ACIDIC METHANOLYSIS V. ALKALINE SAPONIFICATION IN GAS CHROMATOGRAPHIC CHARACTERIZATION OF MYCOBACTERIA: DIFFERENTIATION BETWEEN MYCOBACTERIUM AVIUM‐INTRACELLULARE AND MYCOBACTERIUM GASTRI

Mycobacterium avium‐intracellulare and M.gastri were analyzed with capillary gas chromatography after each strain had been subjected to acidic methanolysis or to alkaline saponification followed by methylation. Prominent peaks of myristic, palmitoleic, palmitic, oleic, stearic and tuberculostearic acids were found in the chromatograms of both species, whereas 2‐octadecanol and 2‐eicosanol were detected only in M. avium‐intracellulare. In initial runs, both of the derivatization principles yielded virtually identical chromatograms for a given strain. After repeated injections of extracts from alkaline saponification, however, the alcohol peaks showed pronounced tailing and finally almost disappeared from the chromatograms.

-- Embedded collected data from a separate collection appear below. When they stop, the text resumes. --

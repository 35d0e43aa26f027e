//! Relay controller entry point.
//!
//! ```text
//! relay-controller                      Connect and sync the clipboard
//! relay-controller --send a.txt b.bin   Also upload files to the agent
//! relay-controller --fetch logs/a.log   Download from the agent's share
//! relay-controller --config <path>      Load a custom config TOML
//! relay-controller --address <addr>     Override the agent address
//! relay-controller --gen-config         Write default config to stdout
//! ```

use std::path::PathBuf;

use clap::Parser;
use tracing::info;
use tracing_subscriber::EnvFilter;

use relay_controller::service::ControllerService;
use relay_core::RelayConfig;

// ── CLI ──────────────────────────────────────────────────────────

#[derive(Parser, Debug)]
#[command(name = "relay-controller", about = "Relay controller: file upload and clipboard sync")]
struct Cli {
    /// Path to configuration TOML file.
    #[arg(short, long, default_value = "relay-controller.toml")]
    config: PathBuf,

    /// Agent address to dial (overrides `network.address`).
    #[arg(short, long)]
    address: Option<String>,

    /// Files to upload once connected.
    #[arg(short, long, num_args = 1..)]
    send: Vec<PathBuf>,

    /// Files to download from the agent's `share_dir` once connected.
    #[arg(short, long, num_args = 1..)]
    fetch: Vec<String>,

    /// Print the default configuration to stdout and exit.
    #[arg(long)]
    gen_config: bool,
}

// ── Main ─────────────────────────────────────────────────────────

#[tokio::main]
async fn main() -> Result<(), Box<dyn std::error::Error>> {
    let cli = Cli::parse();

    if cli.gen_config {
        println!("{}", RelayConfig::default_toml()?);
        return Ok(());
    }

    let mut config = RelayConfig::load(&cli.config);
    if let Some(address) = cli.address {
        config.network.address = address;
    }

    let filter = EnvFilter::try_from_default_env()
        .unwrap_or_else(|_| EnvFilter::new(&config.logging.level));
    tracing_subscriber::fmt().with_env_filter(filter).init();

    info!("relay-controller v{}", env!("CARGO_PKG_VERSION"));
    info!("agent: {}", config.network.address);
    info!("max retries: {}", config.reconnect.max_retries);
    if !cli.send.is_empty() {
        info!("{} file(s) queued for upload", cli.send.len());
    }
    if !cli.fetch.is_empty() {
        info!("{} file(s) to request from the agent", cli.fetch.len());
    }

    let service = ControllerService::new(config)
        .with_uploads(cli.send)
        .with_fetches(cli.fetch);
    let stop = service.stop_handle();

    tokio::spawn(async move {
        tokio::signal::ctrl_c().await.ok();
        info!("Ctrl-C received, shutting down");
        stop.cancel();
    });

    service.run().await?;

    Ok(())
}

This disadvantage, which was not observed when only acid methanolysis was used, could be overcome with trifluoroacetylation. Restored peak shape of the underivatized alcohols could be achieved by washing the cross‐linked stationary phase in the capillary tubing with organic solvents. The study demonstrated the importance of conditions which enable separation of 2‐octadecanol and 2‐eicosanol when gas chromatography is used for species identification of mycobacteria.